When the Federal Arbitration Act (FAA), which provides for federal facilitation of private dispute resolution through arbitration, was enacted in 1925, its proponents argued that arbitration was desirable because it allows resolution of disputes more quickly and at less cost than court proceedings. In the more than 90 years since the FAA became law, the notion that arbitration is a more efficient and streamlined way of resolving cases has become widely accepted. Arbitration today is more prevalent than ever; between 1996 and 2002, for example, total arbitration filings reported by the American Arbitration Association, or AAA, more than doubled. Lawrence Mills and Thomas Brewer, “Nuts & Bolts, A courtroom Lawyer’s Guide to Arbitration,” 31 Litigation 42, Spring 2005, at 45.
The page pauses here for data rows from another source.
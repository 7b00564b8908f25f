use std::path::PathBuf;

use pulseboard_engine::EngineConfig;
use pulseboard_fetch::FetchConfig;

/// Directory of the durable store when `PULSEBOARD_STORE_DIR` is unset.
pub const DEFAULT_STORE_DIR: &str = "./data";

/// Storage key of the widget collection when `PULSEBOARD_STORE_KEY` is unset.
pub const DEFAULT_STORE_KEY: &str = "pulseboard-widgets";

/// Worker configuration loaded from environment variables.
///
/// All fields have defaults suitable for local development.
#[derive(Debug, Clone)]
pub struct WorkerConfig {
    pub store_dir: PathBuf,
    pub store_key: String,
    pub fetch: FetchConfig,
    pub engine: EngineConfig,
}

impl WorkerConfig {
    /// Load configuration from environment variables with defaults.
    ///
    /// | Env Var                | Default              |
    /// |------------------------|----------------------|
    /// | `PULSEBOARD_STORE_DIR` | `./data`             |
    /// | `PULSEBOARD_STORE_KEY` | `pulseboard-widgets` |
    ///
    /// Fetch and engine settings come from [`FetchConfig::from_env`] and
    /// [`EngineConfig::from_env`].
    pub fn from_env() -> Self {
        let store_dir = non_blank_var("PULSEBOARD_STORE_DIR")
            .unwrap_or_else(|| DEFAULT_STORE_DIR.to_string());
        let store_key = non_blank_var("PULSEBOARD_STORE_KEY")
            .unwrap_or_else(|| DEFAULT_STORE_KEY.to_string());

        Self {
            store_dir: PathBuf::from(store_dir),
            store_key,
            fetch: FetchConfig::from_env(),
            engine: EngineConfig::from_env(),
        }
    }

    /// Names of the provider secrets that are configured. Values are never
    /// exposed.
    pub fn configured_secrets(&self) -> Vec<&str> {
        let mut names: Vec<&str> = self.fetch.secrets.keys().map(String::as_str).collect();
        names.sort_unstable();
        names
    }
}

impl Default for WorkerConfig {
    fn default() -> Self {
        Self {
            store_dir: PathBuf::from(DEFAULT_STORE_DIR),
            store_key: DEFAULT_STORE_KEY.to_string(),
            fetch: FetchConfig::default(),
            engine: EngineConfig::default(),
        }
    }
}

fn non_blank_var(name: &str) -> Option<String> {
    std::env::var(name)
        .ok()
        .map(|v| v.trim().to_string())
        .filter(|v| !v.is_empty())
}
A parallel trend in recent decades has been the increasing use of dispositive motions—particularly motions for summary judgment—in the federal courts. So commonplace has summary judgment become that the ABA Section of Litigation’s Vanishing Trial Project found in 2005 that only 1.8 percent of civil cases go to trial, and in the 12-month period ending on June 30, 2015, the average federal district judge had 626 pending civil and criminal cases but had conducted only 17 civil or criminal trials. Richard T. Seymour, “Navigating the Discovery and Evidence Roadmap in Arbitration” 5-6 (2016).